The thrift has $1.4 billion of agency-worthy loans on its balance sheet, with $3.6 billion in the pipeline. "We could fund twice what we are doing," he said. "We could do significantly greater volumes. We are being restrained. This is a business model that is different than our standard business model."

Low interest rates, meanwhile, threaten apartment lending, the $41.7 billion-asset company's main profit source. These loans almost never lose money because of the robust nature of New York real estate. But they're becoming less lucrative as rates fall. New York Community earned less loan interest last quarter even though average loans rose 1.6%, including $572 million in apartment loan originations.
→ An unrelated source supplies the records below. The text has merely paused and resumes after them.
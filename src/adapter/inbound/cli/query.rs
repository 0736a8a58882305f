//! `queryweave query`: run one pattern and print the response.

use std::io::Read;
use std::sync::Arc;

use anyhow::{Context, Result};

use super::output;
use crate::application::query::QueryExecutor;
use crate::domain::QueryPattern;
use crate::infrastructure::bootstrap;
use crate::infrastructure::config::settings::Config;
use crate::port::inbound::query::QueryService;
use crate::port::outbound::monitor::TracingMonitor;

/// Read a pattern from `source`, a file path or `-` for stdin.
pub fn read_pattern(source: &str) -> Result<QueryPattern> {
    let text = if source == "-" {
        let mut buf = String::new();
        std::io::stdin()
            .read_to_string(&mut buf)
            .context("failed to read pattern from stdin")?;
        buf
    } else {
        std::fs::read_to_string(source).with_context(|| format!("failed to read pattern file {source}"))?
    };
    serde_json::from_str(&text).context("pattern is not valid JSON")
}

pub async fn execute(config: &Config, pattern_source: &str, strategy: Option<&str>) -> Result<()> {
    let pattern = read_pattern(pattern_source)?;
    let core = bootstrap::start(config, Arc::new(TracingMonitor::new())).await?;

    let result = match strategy {
        Some(name) => {
            QueryExecutor::new(core.executor.cache().clone(), Arc::clone(&core.federator))
                .with_preferred_strategy(name)
                .execute_query(&pattern)
                .await
        }
        None => core.executor.execute_query(&pattern).await,
    };
    core.shutdown().await;

    let response = result.context("query failed")?;
    output::json_pretty(&response)?;
    Ok(())
}
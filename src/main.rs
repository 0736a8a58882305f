use clap::Parser;
use queryweave::adapter::inbound::cli::{self, command::Cli};

#[tokio::main]
async fn main() {
    let _ = dotenvy::dotenv();

    let cli = Cli::parse();
    if let Err(e) = cli::run(cli).await {
        tracing::error!(error = %e, "Command failed");
        eprintln!("Error: {e:#}");
        std::process::exit(1);
    }
}
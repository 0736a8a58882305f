//! Command-line adapter.

pub mod command;
pub mod health;
pub mod output;
pub mod query;

use anyhow::Result;

use self::command::{Cli, Commands};
use self::output::OutputConfig;
use crate::infrastructure::config::settings::Config;

/// Run a parsed command line.
pub async fn run(cli: Cli) -> Result<()> {
    output::configure(OutputConfig::new(cli.json, cli.quiet, cli.color));

    let path = cli
        .config
        .map(|p| p.to_string_lossy().into_owned())
        .unwrap_or_else(Config::path_from_env);
    let config = match Config::load(&path) {
        Ok(config) => config,
        Err(e) => {
            output::error(&format!("failed to load {path}: {e}"));
            return Err(e.into());
        }
    };
    config.init_logging();

    match cli.command {
        Commands::Query(args) => query::execute(&config, &args.pattern, args.strategy.as_deref()).await,
        Commands::Health => health::execute(&config).await,
    }
}
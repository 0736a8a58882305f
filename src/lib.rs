//! Queryweave - query execution and resource management core.
//!
//! The core sits between a natural-language front end and a set of
//! demographic data sources. It answers translated query patterns by:
//!
//! - pooling sessions to an embedded SQL engine ([`infrastructure::pool`]),
//! - caching results with TTL, stale-while-revalidate, compression and LRU
//!   eviction ([`application::cache`]),
//! - federating over several sources with pluggable strategies
//!   ([`application::federation`]),
//! - isolating failing dependencies behind circuit breakers
//!   ([`infrastructure::breaker`]).
//!
//! # Modules
//!
//! - [`domain`] - Query patterns, records and result metadata
//! - [`port`] - Traits at the boundaries: engine, dataset adapters, monitor
//! - [`application`] - Cache, federation and the query service
//! - [`adapter`] - SQLite engine, dataset adapters and the CLI
//! - [`infrastructure`] - Config, pool, breakers and the composition root
//! - [`error`] - Error types for the crate
//!
//! # Example
//!
//! ```no_run
//! use std::sync::Arc;
//!
//! use queryweave::domain::QueryPattern;
//! use queryweave::infrastructure::bootstrap;
//! use queryweave::infrastructure::config::settings::Config;
//! use queryweave::port::inbound::query::QueryService;
//! use queryweave::port::outbound::monitor::TracingMonitor;
//!
//! # async fn run() -> queryweave::error::Result<()> {
//! let config = Config::load("queryweave.toml")?;
//! let core = bootstrap::start(&config, Arc::new(TracingMonitor::new())).await?;
//!
//! let pattern = QueryPattern::new("population_lookup", "SELECT county, population FROM county_population")
//!     .with_geography(["Travis"]);
//! let response = core.executor.execute_query(&pattern).await?;
//! println!("{} rows from {:?}", response.row_count(), response.metadata.sources);
//!
//! core.shutdown().await;
//! # Ok(())
//! # }
//! ```

pub mod adapter;
pub mod application;
pub mod domain;
pub mod error;
pub mod infrastructure;
pub mod port;

#[cfg(any(test, feature = "testkit"))]
pub mod testkit;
There are dangers in making a lot of low interest rate loans that won't mature for five years, analysts said. Interest-bearing deposits — a key funding source yielding 1% right now — will almost certainly become more expensive in that time, they said. "I think they can make loans — the question is: are they an acceptable yield? That's the question," said Matthew Kelley, an analyst with Sterne Agee & Leach Inc. "The absolute level of rates has to be a little bit of a concern given that we're at historical lows."

The company earned $135.61 million in the third quarter, down less than 1% from the previous quarter and up 38% from a year earlier. Credit costs, meanwhile, remain negligible. It charged off $5.8 million of core multifamily loans in the quarter, even though $360 million were overdue. Total chargeoffs were $16.7 million.

Surging income from the mortgage business offset falling loan and securities income. It collected $60 million underwriting about $3.5 billion in mortgages on one-to-four family homes for sale to Fannie or Freddie. New York Community, like other banks, is benefiting because a lot of people are refinancing loans at lower rates. It had $24 million of mortgage origination income in the second quarter and none a year earlier.

Total noninterest income was $107.1 million, up 33% from the previous quarter. Interest income was $467.4 million, down 3.2%.